Se, fino ad allora, abbiamo trovato correnti letterarie il cui posizionamento è compatibile – o addirittura alleato – con il potere dominante, è con la letteratura naturalista di Émile Zola che comincia a delinearsi una rottura, anche se non riesce a concretizzarsi pienamente. Con Zola, il proletariato guadagna un posto privilegiato nella letteratura. Il naturalismo, sostiene Benjamin, "non solo ha determinato il soggetto e la forma dei romanzi di Zola, ma ha anche fornito alcune delle loro idee di base - come il progetto di rappresentare l'eredità e lo sviluppo sociale di una singola famiglia".[Vi]. La letteratura impegnata di Zola soffre, tuttavia, di una grave malattia: “la pura natura impersonale e semplicistica dei personaggi del detto romanzo populista li fa sembrare personaggi delle fiabe antiche, e il loro potere espressivo è così limitato da assomigliare al balbettio infantile di quei burattini dimenticati.[Vii]. È il grave errore in cui «la vita interiore dei diseredati e degli oppressi è segnata da una semplicità propria, alla quale gli autori amano spesso aggiungere un elemento di edificazione morale»[Viii]. Gli oppressi, pur conquistando un ruolo privilegiato nella letteratura, appaiono unificati, semplificati e svuotati. La loro forma non è altro che il frutto dell'immaginazione dell'intellettuale, che impone una realtà che non è la loro. Per Benjamin, i prodotti di questa nuova corrente “mostrano che ciò con cui abbiamo a che fare sono solo i vecchi impulsi filantropici in una nuova forma”[Ix].
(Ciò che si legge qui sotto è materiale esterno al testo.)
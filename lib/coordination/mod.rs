//! Lease and done-marker protocol shared by every client of one namespace.

mod keys;
mod lease;
mod lock_coordinator;
mod range;
mod range_selector;

pub use keys::KeyLayout;
pub use lease::{DoneRecord, LeasePayload};
pub use lock_coordinator::{
    AcquireOutcome, CoordinationError, LeasePolicy, LockCoordinator, MarkDoneOutcome,
    RangeProgressRecord, RangeStatus, ReleaseOutcome, RenewOutcome,
};
pub use range::Range;
pub use range_selector::{
    choose, freshness_score, RangeSelector, ScoredRange, SelectionOutcome, SelectorConfig,
};

#[cfg(test)]
mod tests;
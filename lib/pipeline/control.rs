use std::sync::Arc;

use serde::Serialize;
use tokio::sync::watch;
use tracing::info;

use crate::server::monitoring::PIPELINE_METRICS;

#[derive(Debug, Clone, Copy, PartialEq, Eq, Serialize)]
#[serde(rename_all = "snake_case")]
pub enum RunState {
    Running,
    Paused,
    Stopping,
}

impl RunState {
    pub fn as_str(self) -> &'static str {
        match self {
            Self::Running => "running",
            Self::Paused => "paused",
            Self::Stopping => "stopping",
        }
    }

    fn as_gauge(self) -> i64 {
        match self {
            Self::Running => 0,
            Self::Paused => 1,
            Self::Stopping => 2,
        }
    }
}

/// Shared tri-state run control. Workers poll it between work units; nothing is preempted.
///
/// `Stopping` is terminal: later `pause`/`resume` calls are ignored.
#[derive(Clone)]
pub struct ControlHandle {
    sender: Arc<watch::Sender<RunState>>,
}

impl Default for ControlHandle {
    fn default() -> Self {
        Self::new()
    }
}

impl ControlHandle {
    pub fn new() -> Self {
        let (sender, _) = watch::channel(RunState::Running);
        Self {
            sender: Arc::new(sender),
        }
    }

    pub fn state(&self) -> RunState {
        *self.sender.borrow()
    }

    pub fn pause(&self) -> RunState {
        self.transition(RunState::Paused)
    }

    pub fn resume(&self) -> RunState {
        self.transition(RunState::Running)
    }

    pub fn stop(&self) -> RunState {
        self.transition(RunState::Stopping)
    }

    pub fn is_stopping(&self) -> bool {
        self.state() == RunState::Stopping
    }

    /// Waits while paused. Returns `false` once stopping.
    pub async fn checkpoint(&self) -> bool {
        let mut receiver = self.sender.subscribe();
        loop {
            let state = *receiver.borrow_and_update();
            match state {
                RunState::Running => return true,
                RunState::Stopping => return false,
                RunState::Paused => {
                    if receiver.changed().await.is_err() {
                        return false;
                    }
                }
            }
        }
    }

    /// Resolves once the state becomes `Stopping`.
    pub async fn stopped(&self) {
        let mut receiver = self.sender.subscribe();
        // The sender lives as long as `self`, so `wait_for` only fails if it is dropped.
        let _ = receiver
            .wait_for(|state| *state == RunState::Stopping)
            .await;
    }

    fn transition(&self, next: RunState) -> RunState {
        let mut changed = false;
        self.sender.send_if_modified(|current| {
            if *current == RunState::Stopping || *current == next {
                return false;
            }
            *current = next;
            changed = true;
            true
        });
        let state = self.state();
        if changed {
            info!(event = "run_state_changed", state = state.as_str(), "run state changed");
            if let Some(metrics) = PIPELINE_METRICS.get() {
                metrics.run_state.set(state.as_gauge());
            }
        }
        state
    }
}

#[cfg(test)]
mod tests {
    use std::time::Duration;

    use super::{ControlHandle, RunState};

    #[tokio::test]
    async fn checkpoint_waits_while_paused() {
        let control = ControlHandle::new();
        assert!(control.checkpoint().await);

        control.pause();
        let waiter = {
            let control = control.clone();
            tokio::spawn(async move { control.checkpoint().await })
        };
        tokio::time::sleep(Duration::from_millis(20)).await;
        assert!(!waiter.is_finished());

        control.resume();
        assert!(waiter.await.expect("join"));
    }

    #[tokio::test]
    async fn stopping_is_terminal_and_releases_waiters() {
        let control = ControlHandle::new();
        control.pause();
        let waiter = {
            let control = control.clone();
            tokio::spawn(async move { control.checkpoint().await })
        };

        assert_eq!(control.stop(), RunState::Stopping);
        assert!(!waiter.await.expect("join"));
        assert_eq!(control.resume(), RunState::Stopping);
        control.stopped().await;
    }
}
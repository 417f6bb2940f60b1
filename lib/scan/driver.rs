use std::collections::{BTreeMap, BTreeSet, HashSet};
use std::sync::Arc;

use flume::Receiver;
use tokio::sync::watch;
use tracing::{debug, info, warn};

use super::source::{discover, Discovery, ItemSource};
use super::{ScanConfig, ScanError, ScanSummary, StopReason};
use crate::clock::duration_ms;
use crate::coordination::{
    LockCoordinator, Range, RangeProgressRecord, RangeSelector, RenewOutcome, SelectionOutcome,
};
use crate::pipeline::{
    CompletionEvent, CompletionKind, ControlHandle, EntryOrigin, QueueEntry, RunningPipeline,
    SubmitOutcome,
};
use crate::progress::{OrderedProgress, ProgressSnapshot, ProgressStore};
use crate::server::monitoring::COORDINATION_METRICS;

/// A range (or fallback window) whose entries are in the pipeline.
struct ActiveRange {
    leased: bool,
    submitting: bool,
    pending: HashSet<u64>,
    published: u64,
    skipped_done: u64,
    /// Positions that ended without a done marker, or were never submitted.
    incomplete: u64,
    lost: bool,
    last_heartbeat_ms: u64,
    last_progress_ms: u64,
}

impl ActiveRange {
    fn new(leased: bool, now_ms: u64) -> Self {
        Self {
            leased,
            submitting: true,
            pending: HashSet::new(),
            published: 0,
            skipped_done: 0,
            incomplete: 0,
            lost: false,
            last_heartbeat_ms: now_ms,
            last_progress_ms: now_ms,
        }
    }
}

enum RangeScan {
    Submitted,
    /// The listing ended at this position.
    SourceEnd(u64),
    LimitReached,
    RateLimited,
    Stopped,
    PipelineClosed,
}

struct ScanState {
    progress: OrderedProgress,
    progress_dirty: bool,
    /// First position not yet covered by a range handled this run.
    cursor: u64,
    handled: BTreeSet<Range>,
    active: BTreeMap<Range, ActiveRange>,
    known_done: BTreeSet<Range>,
    shared_prefix: u64,
    limit_end: Option<u64>,
    in_flight: HashSet<u64>,
    summary: ScanSummary,
}

impl ScanState {
    fn next_cursor(&mut self, range_size: u64) -> u64 {
        let mut cursor = self.cursor.max(self.progress.frontier());
        loop {
            let range = Range::containing(cursor, range_size);
            if !self.handled.contains(&range) && !self.known_done.contains(&range) {
                break;
            }
            cursor = range.end;
        }
        self.cursor = cursor;
        self.handled.retain(|range| range.end > cursor);
        cursor
    }

    fn observe(&mut self, position: u64) {
        self.progress.observe(position);
        self.progress_dirty = true;
    }

    fn apply(&mut self, event: CompletionEvent, range_size: u64) {
        let Some(position) = event.position else {
            return;
        };
        self.in_flight.remove(&position);
        let finished = matches!(
            event.kind,
            CompletionKind::Published | CompletionKind::SkippedDone
        );
        // Only positions with a done marker may move the frontier.
        if finished {
            self.observe(position);
        }

        let key = Range::containing(position, range_size);
        let Some(active) = self.active.get_mut(&key) else {
            return;
        };
        if !active.pending.remove(&position) {
            return;
        }
        if finished {
            active.published += 1;
        } else {
            active.incomplete += 1;
        }
    }

    fn record_known_done(&mut self, range: Range) {
        self.progress.observe_range(range.start, range.end);
        self.progress_dirty = true;
        self.known_done.insert(range);
    }

    fn has_pending(&self) -> bool {
        self.active.values().any(|active| !active.pending.is_empty())
    }
}

/// Walks the ordered listing one range at a time.
///
/// Each selected range is submitted to the pipeline in full, then tracked until every entry has
/// completed. A range whose entries all ended with a done marker is marked done and may extend
/// the shared done prefix; anything else is released with an abandon note so another client can
/// pick it up.
pub struct ScanDriver {
    coordinator: Arc<LockCoordinator>,
    selector: RangeSelector,
    source: Arc<dyn ItemSource>,
    progress_store: ProgressStore,
    config: ScanConfig,
    in_flight: HashSet<u64>,
    progress_watch: Option<Arc<watch::Sender<Option<ProgressSnapshot>>>>,
}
Ciò accade perché questa corrente dimentica “il fatto che l'essenza della formazione e dell'esperienza rivoluzionaria è riconoscere e sfruttare la struttura di classe delle masse”. La letteratura di Zola è priva di qualsiasi fondamento teorico. Di conseguenza, può solo "scegliere temi che nascondono in parte la mancanza di intuizione e istruzione dell'autore"[X]. Un'altra opera che condivide questo difetto, secondo Benjamin, è viaggio al confine della notte (Viaggio al termine della notte) di Céline, in cui il Sottoproletariato è protagonista. Céline “riesce a ritrarre vividamente la tristezza e la sterilità di una vita in cui le distinzioni tra giornata lavorativa e vacanza, sesso e amore, guerra e pace, città e campagna sono state sfumate. Ma non è in grado di mostrarci le forze che hanno plasmato la vita di questi esclusi».[Xi].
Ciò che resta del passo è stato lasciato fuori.